= EXERCISE PROMPT =
Every entry should appear in your answer exactly as it does here.

= INPUT MATERIAL =
------

impl Ntuple {
    /// `chunk_offsets` has one more element than `chunks`
    pub fn new(
        identifier: impl Into<String>,
        columns: Vec<Column>,
        chunks: Vec<Chunk>,
        chunk_offsets: Vec<u64>,
    ) -> Result<Self> {
        let identifier = identifier.into();
        NTUPLE_IDENTIFIER.check_text(&identifier)?;
        column_keys(&columns)?;
        let node = Self(Rc::new(NtupleInner {
            link: Link::default(),
            identifier: Field::new(&NTUPLE_IDENTIFIER, identifier),
            columns: Field::new(&NTUPLE_COLUMNS, columns.clone()),
            chunks: Field::new(&NTUPLE_CHUNKS, chunks.clone()),
            chunk_offsets: Field::new(&NTUPLE_OFFSETS, chunk_offsets),
            unbinned_stats: Field::new(&NTUPLE_UNBINNED_STATS, Vec::new()),
            functions: Field::new(&NTUPLE_FUNCTIONS, Vec::new()),
            annotations: Annotations::new(&NTUPLE_ANNOTATIONS),
        }));
        Claims::new()
            .all(&NTUPLE_COLUMNS, &columns)
            .all(&NTUPLE_CHUNKS, &chunks)
            .commit(&node.weak())?;
        Ok(node)
    }

    pub fn with_unbinned_stats(self, stats: Vec<DistributionStats>) -> Result<Self> {
        self.set_unbinned_stats(stats)?;
        Ok(self)
    }

    pub fn with_functions(self, functions: Vec<FunctionObject>) -> Result<Self> {
        self.set_functions(functions)?;
        Ok(self)
    }

    pub fn identifier(&self) -> String {
        self.0.identifier.get()
    }

    pub fn set_identifier(&self, identifier: impl Into<String>) -> Result<()> {
        let identifier = identifier.into();
        NTUPLE_IDENTIFIER.check_text(&identifier)?;
        self.0.identifier.set(identifier);
        forget_key(&self.0.link);
        Ok(())
    }

    pub fn columns(&self) -> Vec<Column> {
        self.0.columns.get()
    }

    /// Column with the given identifier
    pub fn column(&self, identifier: &str) -> Option<Column> {
        self.0
            .columns
            .with(|cs| cs.iter().find(|c| c.identifier() == identifier).cloned())
    }

    pub fn chunks(&self) -> Vec<Chunk> {
        self.0.chunks.get()
    }

    /// Replace the chunks together with their offset index
    pub fn set_chunks(&self, chunks: Vec<Chunk>, chunk_offsets: Vec<u64>) -> Result<()> {
        Claims::new().all(&NTUPLE_CHUNKS, &chunks).commit(&self.weak())?;
        self.0.chunks.set(chunks);
        self.0.chunk_offsets.set(chunk_offsets);
        Ok(())
    }

    pub fn chunk_offsets(&self) -> Vec<u64> {
        self.0.chunk_offsets.get()
    }

    /// Total number of entries, the last chunk offset
    pub fn entries(&self) -> u64 {
        self.0.chunk_offsets.with(|offsets| offsets_span(offsets))
    }

    pub fn unbinned_stats(&self) -> Vec<DistributionStats> {
        self.0.unbinned_stats.get()
    }

    pub fn set_unbinned_stats(&self, stats: Vec<DistributionStats>) -> Result<()> {
        Claims::new()
            .all(&NTUPLE_UNBINNED_STATS, &stats)
            .commit(&self.weak())?;
        self.0.unbinned_stats.set(stats);
        Ok(())
    }

    pub fn functions(&self) -> Vec<FunctionObject> {
        self.0.functions.get()
    }

    pub fn set_functions(&self, functions: Vec<FunctionObject>) -> Result<()> {
        function_keys(&functions)?;
        Claims::new()
            .all(&NTUPLE_FUNCTIONS, &functions)
            .commit(&self.weak())?;
        self.0.functions.set(functions);
        Ok(())
    }

    pub(crate) fn from_record(record: &Rc<NtupleRecord>, parent: Weak<dyn NodeInner>) -> Self {
        Self(Rc::new_cyclic(|me: &Weak<NtupleInner>| {
            let me: Weak<dyn NodeInner> = me.clone();
            NtupleInner {
                link: Link::attached(parent),
                identifier: Field::new(&NTUPLE_IDENTIFIER, record.identifier.clone()),
                columns: Field::lazy(&NTUPLE_COLUMNS, record, &me, |r, me| {
                    r.columns
                        .iter()
                        .map(|c| Column::from_record(c, me.clone()))
                        .collect()
                }),
                chunks: Field::lazy(&NTUPLE_CHUNKS, record, &me, |r, me| {
                    r.chunks
                        .iter()
                        .map(|c| Chunk::from_record(c, me.clone()))
                        .collect()
                }),
                chunk_offsets: Field::lazy(&NTUPLE_OFFSETS, record, &me, |r, _| r.chunk_offsets.clone()),
                unbinned_stats: Field::lazy(&NTUPLE_UNBINNED_STATS, record, &me, |r, me| {
                    r.unbinned_stats
                        .iter()
                        .map(|s| DistributionStats::from_record(s, me.clone()))
                        .collect()
                }),
                functions: Field::lazy(&NTUPLE_FUNCTIONS, record, &me, |r, me| {
                    r.functions
                        .iter()
                        .map(|f| FunctionObject::from_record(f, me.clone()))
                        .collect()
                }),
                annotations: Annotations::decoded(
                    &NTUPLE_ANNOTATIONS,
                    &record.title,
                    &record.metadata,
                    &record.decoration,
                    &me,
                ),
            }
        }))
    }

    pub(crate) fn to_record(&self) -> NtupleRecord {
        NtupleRecord {
            identifier: self.identifier(),
            columns: self.columns().iter().map(|c| Rc::new(c.to_record())).collect(),
            chunks: self.chunks().iter().map(|c| Rc::new(c.to_record())).collect(),
            chunk_offsets: self.chunk_offsets(),
            unbinned_stats: self
                .unbinned_stats()
                .iter()
                .map(|s| Rc::new(s.to_record()))
                .collect(),
            functions: self.functions().iter().map(FunctionObject::to_record).collect(),
            title: self.title(),
            metadata: self.0.annotations.metadata_record(),
            decoration: self.0.annotations.decoration_record(),
        }
    }
}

------

= TASK RESPONSE =
impl Ntuple {
    /// `chunk_offsets` has one more element than `chunks`
    pub fn new(
        identifier: impl Into<String>,
        columns: Vec<Column>,
        chunks: Vec<Chunk>,
        chunk_offsets: Vec<u64>,
    ) -> Result<Self> {
        let identifier = identifier.into();
        NTUPLE_IDENTIFIER.check_text(&identifier)?;
        column_keys(&columns)?;
        let node = Self(Rc::new(NtupleInner {
            link: Link::default(),
            identifier: Field::new(&NTUPLE_IDENTIFIER, identifier),
            columns: Field::new(&NTUPLE_COLUMNS, columns.clone()),
            chunks: Field::new(&NTUPLE_CHUNKS, chunks.clone()),
            chunk_offsets: Field::new(&NTUPLE_OFFSETS, chunk_offsets),
            unbinned_stats: Field::new(&NTUPLE_UNBINNED_STATS, Vec::new()),
            functions: Field::new(&NTUPLE_FUNCTIONS, Vec::new()),
            annotations: Annotations::new(&NTUPLE_ANNOTATIONS),
        }));
        Claims::new()
            .all(&NTUPLE_COLUMNS, &columns)
            .all(&NTUPLE_CHUNKS, &chunks)
            .commit(&node.weak())?;
        Ok(node)
    }

    pub fn with_unbinned_stats(self, stats: Vec<DistributionStats>) -> Result<Self> {
        self.set_unbinned_stats(stats)?;
        Ok(self)
    }

    pub fn with_functions(self, functions: Vec<FunctionObject>) -> Result<Self> {
        self.set_functions(functions)?;
        Ok(self)
    }

    pub fn identifier(&self) -> String {
        self.0.identifier.get()
    }

    pub fn set_identifier(&self, identifier: impl Into<String>) -> Result<()> {
        let identifier = identifier.into();
        NTUPLE_IDENTIFIER.check_text(&identifier)?;
        self.0.identifier.set(identifier);
        forget_key(&self.0.link);
        Ok(())
    }

    pub fn columns(&self) -> Vec<Column> {
        self.0.columns.get()
    }

    /// Column with the given identifier
    pub fn column(&self, identifier: &str) -> Option<Column> {
        self.0
            .columns
            .with(|cs| cs.iter().find(|c| c.identifier() == identifier).cloned())
    }

    pub fn chunks(&self) -> Vec<Chunk> {
        self.0.chunks.get()
    }

    /// Replace the chunks together with their offset index
    pub fn set_chunks(&self, chunks: Vec<Chunk>, chunk_offsets: Vec<u64>) -> Result<()> {
        Claims::new().all(&NTUPLE_CHUNKS, &chunks).commit(&self.weak())?;
        self.0.chunks.set(chunks);
        self.0.chunk_offsets.set(chunk_offsets);
        Ok(())
    }

    pub fn chunk_offsets(&self) -> Vec<u64> {
        self.0.chunk_offsets.get()
    }

    /// Total number of entries, the last chunk offset
    pub fn entries(&self) -> u64 {
        self.0.chunk_offsets.with(|offsets| offsets_span(offsets))
    }

    pub fn unbinned_stats(&self) -> Vec<DistributionStats> {
        self.0.unbinned_stats.get()
    }

    pub fn set_unbinned_stats(&self, stats: Vec<DistributionStats>) -> Result<()> {
        Claims::new()
            .all(&NTUPLE_UNBINNED_STATS, &stats)
            .commit(&self.weak())?;
        self.0.unbinned_stats.set(stats);
        Ok(())
    }

    pub fn functions(&self) -> Vec<FunctionObject> {
        self.0.functions.get()
    }

    pub fn set_functions(&self, functions: Vec<FunctionObject>) -> Result<()> {
        function_keys(&functions)?;
        Claims::new()
            .all(&NTUPLE_FUNCTIONS, &functions)
            .commit(&self.weak())?;
        self.0.functions.set(functions);
        Ok(())
    }

    pub(crate) fn from_record(record: &Rc<NtupleRecord>, parent: Weak<dyn NodeInner>) -> Self {
        Self(Rc::new_cyclic(|me: &Weak<NtupleInner>| {
            let me: Weak<dyn NodeInner> = me.clone();
            NtupleInner {
                link: Link::attached(parent),
                identifier: Field::new(&NTUPLE_IDENTIFIER, record.identifier.clone()),
                columns: Field::lazy(&NTUPLE_COLUMNS, record, &me, |r, me| {
                    r.columns
                        .iter()
                        .map(|c| Column::from_record(c, me.clone()))
                        .collect()
                }),
                chunks: Field::lazy(&NTUPLE_CHUNKS, record, &me, |r, me| {
                    r.chunks
                        .iter()
                        .map(|c| Chunk::from_record(c, me.clone()))
                        .collect()
                }),
                chunk_offsets: Field::lazy(&NTUPLE_OFFSETS, record, &me, |r, _| r.chunk_offsets.clone()),
                unbinned_stats: Field::lazy(&NTUPLE_UNBINNED_STATS, record, &me, |r, me| {
                    r.unbinned_stats
                        .iter()
                        .map(|s| DistributionStats::from_record(s, me.clone()))
                        .collect()
                }),
                functions: Field::lazy(&NTUPLE_FUNCTIONS, record, &me, |r, me| {
                    r.functions
                        .iter()
                        .map(|f| FunctionObject::from_record(f, me.clone()))
                        .collect()
                }),
                annotations: Annotations::decoded(
                    &NTUPLE_ANNOTATIONS,
                    &record.title,
                    &record.metadata,
                    &record.decoration,
                    &me,
                ),
            }
        }))
    }

    pub(crate) fn to_record(&self) -> NtupleRecord {
        NtupleRecord {
            identifier: self.identifier(),
            columns: self.columns().iter().map(|c| Rc::new(c.to_record())).collect(),
            chunks: self.chunks().iter().map(|c| Rc::new(c.to_record())).collect(),
            chunk_offsets: self.chunk_offsets(),
            unbinned_stats: self
                .unbinned_stats()
                .iter()
                .map(|s| Rc::new(s.to_record()))
                .collect(),
            functions: self.functions().iter().map(FunctionObject::to_record).collect(),
            title: self.title(),
            metadata: self.0.annotations.metadata_record(),
            decoration: self.0.annotations.decoration_record(),
        }
    }
}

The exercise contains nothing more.